Records from a dataset:
....................

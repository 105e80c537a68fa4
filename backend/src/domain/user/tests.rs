//! Tests for user identity primitives.

use super::*;
use rstest::rstest;

#[rstest]
#[case("", UserValidationError::EmptyId)]
#[case("not-a-uuid", UserValidationError::InvalidId)]
#[case(" 3fa85f64-5717-4562-b3fc-2c963f66afa6", UserValidationError::InvalidId)]
fn user_id_rejects_bad_input(#[case] raw: &str, #[case] expected: UserValidationError) {
    assert_eq!(UserId::new(raw), Err(expected));
}

#[rstest]
fn user_id_round_trips_through_serde() {
    let id = UserId::new("3fa85f64-5717-4562-b3fc-2c963f66afa6").expect("valid id");
    let json = serde_json::to_string(&id).expect("serialise");
    assert_eq!(json, "\"3fa85f64-5717-4562-b3fc-2c963f66afa6\"");
    let back: UserId = serde_json::from_str(&json).expect("deserialise");
    assert_eq!(back, id);
}

#[rstest]
fn from_uuid_matches_parsed_form() {
    let uuid = Uuid::new_v4();
    let parsed = UserId::new(uuid.to_string()).expect("valid id");
    assert_eq!(UserId::from_uuid(uuid), parsed);
}

#[rstest]
#[case("ada@example.com", "ada@example.com")]
#[case("  Ada@Example.COM\t", "ada@example.com")]
#[case("grace.hopper+gifts@navy.mil", "grace.hopper+gifts@navy.mil")]
fn email_is_trimmed_and_lower_cased(#[case] raw: &str, #[case] expected: &str) {
    let email = EmailAddress::new(raw).expect("valid email");
    assert_eq!(email.as_ref(), expected);
}

#[rstest]
#[case("   ", UserValidationError::EmptyEmail)]
#[case("ada", UserValidationError::InvalidEmail)]
#[case("ada@", UserValidationError::InvalidEmail)]
#[case("ada@example", UserValidationError::InvalidEmail)]
#[case("a da@example.com", UserValidationError::InvalidEmail)]
fn email_rejects_malformed_input(#[case] raw: &str, #[case] expected: UserValidationError) {
    assert_eq!(EmailAddress::new(raw), Err(expected));
}

#[rstest]
#[case("admin@localhost")]
#[case("Bob@Example.com")]
fn stored_addresses_keep_their_spelling(#[case] raw: &str) {
    assert_eq!(EmailAddress::from_stored(raw).as_ref(), raw);
}

#[rstest]
#[case("Bob@Example.com", "bob@example.com", true)]
#[case("BOB@EXAMPLE.COM", " Bob@example.com ", true)]
#[case("bob@example.com", "rob@example.com", false)]
fn matching_ignores_case(#[case] stored: &str, #[case] requested: &str, #[case] expected: bool) {
    let requested = EmailAddress::new(requested).expect("valid email");
    assert_eq!(EmailAddress::from_stored(stored).matches(&requested), expected);
}

#[rstest]
fn user_exposes_parts() {
    let id = UserId::random();
    let email = EmailAddress::new("ada@example.com").expect("valid email");
    let user = User::new(id.clone(), email.clone());
    assert_eq!(user.id(), &id);
    assert_eq!(user.email(), &email);
}
//! Port handing new gifts to the gift collaborator.

use async_trait::async_trait;

use crate::domain::{FileAttachment, GiftSpec, WishlistId};

use super::define_port_error;

define_port_error! {
    /// Errors raised by gift handoff adapters.
    pub enum GiftHandoffError {
        /// The collaborator refused the gift.
        Rejected { message: String } => "gift rejected: {message}",
        /// Backing store could not be reached.
        Connection { message: String } =>
            "gift handoff connection failed: {message}",
        /// Write failed during execution.
        Query { message: String } => "gift handoff failed: {message}",
    }
}

/// Port for persisting one gift of an existing wishlist.
#[cfg_attr(test, mockall::automock)]
#[async_trait]
pub trait GiftHandoff: Send + Sync {
    /// Persist `gift` under `wishlist_id` with its decoded attachment.
    async fn create_gift(
        &self,
        wishlist_id: &WishlistId,
        gift: &GiftSpec,
        file: FileAttachment,
    ) -> Result<(), GiftHandoffError>;
}

/// Fixture that accepts and discards every gift.
#[derive(Debug, Default, Clone, Copy)]
pub struct FixtureGiftHandoff;

#[async_trait]
impl GiftHandoff for FixtureGiftHandoff {
    async fn create_gift(
        &self,
        _wishlist_id: &WishlistId,
        _gift: &GiftSpec,
        _file: FileAttachment,
    ) -> Result<(), GiftHandoffError> {
        Ok(())
    }
}
//! Diesel table definitions for the PostgreSQL schema.
//!
//! These definitions must match `backend/migrations` exactly. Regenerate
//! with `diesel print-schema` after changing a migration.

diesel::table! {
    /// Registered users; the directory grantee emails resolve against.
    users (id) {
        id -> Uuid,
        /// Normalised (trimmed, lower-case) address, unique.
        email -> Varchar,
        created_at -> Timestamptz,
    }
}

diesel::table! {
    /// Wishlists. `id` defaults to `gen_random_uuid()`.
    wishlists (id) {
        id -> Uuid,
        title -> Text,
        description -> Text,
        /// `OPENED` or `CLOSED`.
        status -> Varchar,
        /// `PUBLIC` or `PRIVATE`.
        visibility -> Varchar,
        owner_id -> Uuid,
        created_at -> Timestamptz,
    }
}

diesel::table! {
    /// Grantee set of each wishlist. Cascades with the wishlist.
    wishlist_allowed_users (wishlist_id, user_id) {
        wishlist_id -> Uuid,
        user_id -> Uuid,
    }
}

diesel::table! {
    /// Gifts handed off during wishlist creation. Cascades with the wishlist.
    gifts (id) {
        id -> Uuid,
        wishlist_id -> Uuid,
        title -> Text,
        description -> Nullable<Text>,
        link -> Nullable<Text>,
        file_name -> Nullable<Varchar>,
        file_content -> Bytea,
        file_content_type -> Nullable<Varchar>,
        created_at -> Timestamptz,
    }
}

diesel::joinable!(wishlists -> users (owner_id));
diesel::joinable!(wishlist_allowed_users -> wishlists (wishlist_id));
diesel::joinable!(wishlist_allowed_users -> users (user_id));
diesel::joinable!(gifts -> wishlists (wishlist_id));

diesel::allow_tables_to_appear_in_same_query!(users, wishlists, wishlist_allowed_users, gifts);
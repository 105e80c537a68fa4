//! OpenAPI documentation configuration.
//!
//! [`ApiDoc`] registers the wishlist and health endpoints, the schema
//! wrappers for domain errors, and the session cookie security scheme. The
//! document backs Swagger UI in debug builds and the `openapi-dump` binary.

use crate::inbound::http::schemas::{ErrorCodeSchema, ErrorSchema};
use crate::inbound::http::wishlists::{
    CreateWishlistRequestBody, FileBody, GiftBody, UpdateWishlistRequestBody,
    WishlistResponseBody,
};
use utoipa::openapi::security::{ApiKey, ApiKeyValue, SecurityScheme};
use utoipa::{Modify, OpenApi};

/// Enrich the generated document with the session cookie security scheme.
struct SecurityAddon;

impl Modify for SecurityAddon {
    fn modify(&self, openapi: &mut utoipa::openapi::OpenApi) {
        let components = openapi
            .components
            .get_or_insert_with(utoipa::openapi::Components::default);

        components.add_security_scheme(
            "SessionCookie",
            SecurityScheme::ApiKey(ApiKey::Cookie(ApiKeyValue::with_description(
                "session",
                "Session cookie carrying the authenticated user id.",
            ))),
        );
    }
}

/// OpenAPI document for the REST API.
#[derive(OpenApi)]
#[openapi(
    modifiers(&SecurityAddon),
    info(
        title = "Wishlist backend API",
        description = "Wishlist creation, access-controlled reads and owner-only mutations.",
        license(
            name = "Apache-2.0",
            url = "https://www.apache.org/licenses/LICENSE-2.0.html"
        )
    ),
    servers(
        (url = "/", description = "Relative to the deployment base URL")
    ),
    security(("SessionCookie" = [])),
    paths(
        crate::inbound::http::wishlists::create_wishlist,
        crate::inbound::http::wishlists::list_wishlists,
        crate::inbound::http::wishlists::get_wishlist,
        crate::inbound::http::wishlists::update_wishlist,
        crate::inbound::http::wishlists::delete_wishlist,
        crate::inbound::http::health::ready,
        crate::inbound::http::health::live,
    ),
    components(schemas(
        ErrorSchema,
        ErrorCodeSchema,
        CreateWishlistRequestBody,
        UpdateWishlistRequestBody,
        GiftBody,
        FileBody,
        WishlistResponseBody,
    )),
    tags(
        (name = "wishlists", description = "Wishlist lifecycle and sharing"),
        (name = "health", description = "Endpoints for health checks")
    )
)]
pub struct ApiDoc;
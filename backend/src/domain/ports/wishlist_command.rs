//! Driving port for wishlist mutations.
//!
//! Creation also hands any attached gifts to the gift collaborator after the
//! wishlist itself is committed.

use async_trait::async_trait;
use chrono::{DateTime, Utc};
use serde::Serialize;

use crate::domain::{
    CallerContext, EmailAddress, Error, GiftDraft, UserId, Wishlist, WishlistId, WishlistStatus,
    WishlistVisibility,
};

/// Public representation of a wishlist returned by driving ports.
#[derive(Debug, Clone, PartialEq, Eq, Serialize)]
#[serde(rename_all = "camelCase")]
pub struct WishlistPayload {
    pub id: WishlistId,
    pub title: String,
    pub description: String,
    pub status: WishlistStatus,
    pub visibility: WishlistVisibility,
    pub owner_user_id: UserId,
    pub created_at: DateTime<Utc>,
    pub allowed_user_ids: Vec<UserId>,
}

impl From<Wishlist> for WishlistPayload {
    fn from(value: Wishlist) -> Self {
        Self {
            id: value.id(),
            title: value.title().to_owned(),
            description: value.description().to_owned(),
            status: value.status(),
            visibility: value.visibility(),
            owner_user_id: value.owner_id().clone(),
            created_at: value.created_at(),
            allowed_user_ids: value.allowed_user_ids().iter().cloned().collect(),
        }
    }
}

/// Request to create a wishlist and its initial gifts.
#[derive(Debug, Clone)]
pub struct CreateWishlistRequest {
    pub caller: CallerContext,
    pub title: String,
    pub description: String,
    pub visibility: Option<WishlistVisibility>,
    pub allowed_user_emails: Vec<EmailAddress>,
    pub gifts: Vec<GiftDraft>,
}

/// Owner patch expressed in request terms; grantees still as emails.
#[derive(Debug, Clone, Default, PartialEq, Eq)]
pub struct WishlistPatch {
    pub title: Option<String>,
    pub description: Option<String>,
    pub status: Option<WishlistStatus>,
    pub visibility: Option<WishlistVisibility>,
    /// `Some(vec![])` revokes every grantee; `None` leaves them alone.
    pub allowed_user_emails: Option<Vec<EmailAddress>>,
}

/// Request to patch a wishlist.
#[derive(Debug, Clone)]
pub struct UpdateWishlistRequest {
    pub caller: CallerContext,
    pub wishlist_id: WishlistId,
    pub patch: WishlistPatch,
}

/// Request to delete a wishlist.
#[derive(Debug, Clone)]
pub struct DeleteWishlistRequest {
    pub caller: CallerContext,
    pub wishlist_id: WishlistId,
}

/// Outcome of a delete; `deleted` is `false` when the id was unknown.
#[derive(Debug, Clone, Copy, PartialEq, Eq, Serialize)]
#[serde(rename_all = "camelCase")]
pub struct DeleteWishlistResponse {
    pub deleted: bool,
}

/// Driving port for wishlist write operations.
#[cfg_attr(test, mockall::automock)]
#[async_trait]
pub trait WishlistCommand: Send + Sync {
    /// Create a wishlist owned by the caller, then hand off its gifts.
    ///
    /// The wishlist stays committed when a gift fails; the error still
    /// reaches the caller with `wishlistId` and `giftIndex` details.
    async fn create_wishlist(&self, request: CreateWishlistRequest)
    -> Result<WishlistPayload, Error>;

    /// Apply an owner patch.
    ///
    /// Unreadable wishlists fail with `not_found`; readable ones the caller
    /// does not own fail with `forbidden`.
    async fn update_wishlist(&self, request: UpdateWishlistRequest)
    -> Result<WishlistPayload, Error>;

    /// Delete a wishlist owned by the caller.
    async fn delete_wishlist(
        &self,
        request: DeleteWishlistRequest,
    ) -> Result<DeleteWishlistResponse, Error>;
}
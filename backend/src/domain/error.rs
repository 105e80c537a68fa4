//! Domain-level error types.
//!
//! These errors are transport agnostic. Inbound adapters map them to HTTP
//! responses or any other protocol-specific envelope.

use serde::{Deserialize, Serialize};
use serde_json::Value;

use super::TraceId;

/// Stable machine-readable error code describing the failure category.
#[derive(Debug, Clone, Copy, PartialEq, Eq, Hash, Serialize, Deserialize)]
#[non_exhaustive]
#[serde(rename_all = "snake_case")]
pub enum ErrorCode {
    /// The request is malformed or fails validation.
    InvalidRequest,
    /// Authentication failed or is missing.
    Unauthorized,
    /// Authenticated but not permitted to perform this action.
    Forbidden,
    /// The requested resource does not exist.
    NotFound,
    /// The write lost a race with a concurrent change.
    Conflict,
    /// A backing service is temporarily unreachable.
    ServiceUnavailable,
    /// An unexpected error occurred inside the domain.
    InternalError,
}

/// Domain error payload.
///
/// ## Invariants
/// - `message` must be non-empty once trimmed of whitespace.
/// - `trace_id`, when present, must be non-empty.
///
/// # Examples
/// ```
/// use wishlist_backend::domain::{Error, ErrorCode};
///
/// let err = Error::new(ErrorCode::NotFound, "missing");
/// assert_eq!(err.code(), ErrorCode::NotFound);
/// ```
#[derive(Debug, Clone, PartialEq, Serialize, Deserialize)]
#[serde(rename_all = "camelCase")]
#[serde(deny_unknown_fields)]
#[serde(try_from = "ErrorDto", into = "ErrorDto")]
pub struct Error {
    code: ErrorCode,
    message: String,
    trace_id: Option<String>,
    details: Option<Value>,
}

/// Validation errors emitted by the constructors.
#[derive(Debug, Clone, PartialEq, Eq, thiserror::Error)]
pub enum ErrorValidationError {
    /// The message was blank.
    #[error("error message must not be empty")]
    EmptyMessage,
    /// The trace identifier was blank.
    #[error("trace identifier must not be empty")]
    EmptyTraceId,
}

impl Error {
    /// Create a new error, panicking if validation fails.
    ///
    /// Captures the current trace identifier if one is in scope so the error
    /// payload is correlated automatically.
    ///
    /// # Panics
    /// Panics when `message` is blank. Use [`Error::try_new`] for untrusted
    /// input.
    pub fn new(code: ErrorCode, message: impl Into<String>) -> Self {
        match Self::try_new(code, message) {
            Ok(value) => value,
            Err(err) => panic!("error messages must satisfy validation: {err}"),
        }
    }

    /// Fallible constructor that validates the message content.
    pub fn try_new(code: ErrorCode, message: impl Into<String>) -> Result<Self, ErrorValidationError> {
        let message = message.into();
        if message.trim().is_empty() {
            return Err(ErrorValidationError::EmptyMessage);
        }
        Ok(Self {
            code,
            message,
            trace_id: TraceId::current().map(|id| id.to_string()),
            details: None,
        })
    }

    /// Stable machine-readable error code.
    pub fn code(&self) -> ErrorCode {
        self.code
    }

    /// Human-readable message returned to adapters.
    pub fn message(&self) -> &str {
        self.message.as_str()
    }

    /// Correlation identifier captured when the error was raised.
    pub fn trace_id(&self) -> Option<&str> {
        self.trace_id.as_deref()
    }

    /// Supplementary error details for adapters.
    pub fn details(&self) -> Option<&Value> {
        self.details.as_ref()
    }

    /// Attach a trace identifier to the error.
    ///
    /// # Panics
    /// Panics when `id` is blank.
    pub fn with_trace_id(self, id: impl Into<String>) -> Self {
        match self.try_with_trace_id(id) {
            Ok(value) => value,
            Err(err) => panic!("trace identifiers must satisfy validation: {err}"),
        }
    }

    /// Fallible variant of [`Error::with_trace_id`].
    pub fn try_with_trace_id(mut self, id: impl Into<String>) -> Result<Self, ErrorValidationError> {
        let id = id.into();
        if id.trim().is_empty() {
            return Err(ErrorValidationError::EmptyTraceId);
        }
        self.trace_id = Some(id);
        Ok(self)
    }

    /// Attach structured details to the error.
    ///
    /// # Examples
    /// ```
    /// use wishlist_backend::domain::Error;
    /// use serde_json::json;
    ///
    /// let err = Error::invalid_request("bad").with_details(json!({ "field": "title" }));
    /// assert!(err.details().is_some());
    /// ```
    pub fn with_details(mut self, details: Value) -> Self {
        self.details = Some(details);
        self
    }

    /// Convenience constructor for [`ErrorCode::InvalidRequest`].
    pub fn invalid_request(message: impl Into<String>) -> Self {
        Self::new(ErrorCode::InvalidRequest, message)
    }

    /// Convenience constructor for [`ErrorCode::Unauthorized`].
    pub fn unauthorized(message: impl Into<String>) -> Self {
        Self::new(ErrorCode::Unauthorized, message)
    }

    /// Convenience constructor for [`ErrorCode::Forbidden`].
    pub fn forbidden(message: impl Into<String>) -> Self {
        Self::new(ErrorCode::Forbidden, message)
    }

    /// Convenience constructor for [`ErrorCode::NotFound`].
    pub fn not_found(message: impl Into<String>) -> Self {
        Self::new(ErrorCode::NotFound, message)
    }

    /// Convenience constructor for [`ErrorCode::Conflict`].
    pub fn conflict(message: impl Into<String>) -> Self {
        Self::new(ErrorCode::Conflict, message)
    }

    /// Convenience constructor for [`ErrorCode::ServiceUnavailable`].
    pub fn service_unavailable(message: impl Into<String>) -> Self {
        Self::new(ErrorCode::ServiceUnavailable, message)
    }

    /// Convenience constructor for [`ErrorCode::InternalError`].
    pub fn internal(message: impl Into<String>) -> Self {
        Self::new(ErrorCode::InternalError, message)
    }
}

impl std::fmt::Display for Error {
    fn fmt(&self, f: &mut std::fmt::Formatter<'_>) -> std::fmt::Result {
        write!(f, "{}", self.message)
    }
}

impl std::error::Error for Error {}

#[derive(Debug, Clone, Serialize, Deserialize)]
#[serde(rename_all = "camelCase")]
struct ErrorDto {
    code: ErrorCode,
    message: String,
    #[serde(default, skip_serializing_if = "Option::is_none", alias = "trace_id")]
    trace_id: Option<String>,
    #[serde(default, skip_serializing_if = "Option::is_none")]
    details: Option<Value>,
}

impl From<Error> for ErrorDto {
    fn from(value: Error) -> Self {
        Self {
            code: value.code,
            message: value.message,
            trace_id: value.trace_id,
            details: value.details,
        }
    }
}

impl TryFrom<ErrorDto> for Error {
    type Error = ErrorValidationError;

    fn try_from(value: ErrorDto) -> Result<Self, Self::Error> {
        let ErrorDto {
            code,
            message,
            trace_id,
            details,
        } = value;

        let mut error = Error::try_new(code, message)?;
        // A deserialised payload carries its own correlation id, never the
        // ambient one.
        error.trace_id = None;
        if let Some(id) = trace_id {
            error = error.try_with_trace_id(id)?;
        }
        error.details = details;
        Ok(error)
    }
}
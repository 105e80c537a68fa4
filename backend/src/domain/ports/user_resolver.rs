//! Port resolving callers and grantees to users.

use async_trait::async_trait;

use crate::domain::{CallerContext, EmailAddress, User};

use super::define_port_error;

define_port_error! {
    /// Errors raised by user resolver adapters.
    pub enum UserResolverError {
        /// No caller identity, or it does not match a known user.
        Unauthenticated => "caller is not authenticated",
        /// Backing user store could not be reached.
        Connection { message: String } =>
            "user resolver connection failed: {message}",
        /// Lookup failed during execution.
        Query { message: String } =>
            "user resolver query failed: {message}",
    }
}

/// Port for identity lookups.
#[cfg_attr(test, mockall::automock)]
#[async_trait]
pub trait UserResolver: Send + Sync {
    /// The user behind `caller`.
    async fn authenticated_user(&self, caller: &CallerContext) -> Result<User, UserResolverError>;

    /// Users matching `emails`; emails with no match are left out.
    async fn users_by_emails(&self, emails: &[EmailAddress]) -> Result<Vec<User>, UserResolverError>;
}

/// Fixture resolver that knows nobody.
#[derive(Debug, Default, Clone, Copy)]
pub struct FixtureUserResolver;

#[async_trait]
impl UserResolver for FixtureUserResolver {
    async fn authenticated_user(&self, _caller: &CallerContext) -> Result<User, UserResolverError> {
        Err(UserResolverError::unauthenticated())
    }

    async fn users_by_emails(&self, _emails: &[EmailAddress]) -> Result<Vec<User>, UserResolverError> {
        Ok(Vec::new())
    }
}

....................

HOW TO COMPLETE THIS TASK: Each line in the data that holds the string "CreateWishlistRequestBody" should be found and copied.

EXERCISE RESPONSE:
    CreateWishlistRequestBody, FileBody, GiftBody, UpdateWishlistRequestBody,
        CreateWishlistRequestBody,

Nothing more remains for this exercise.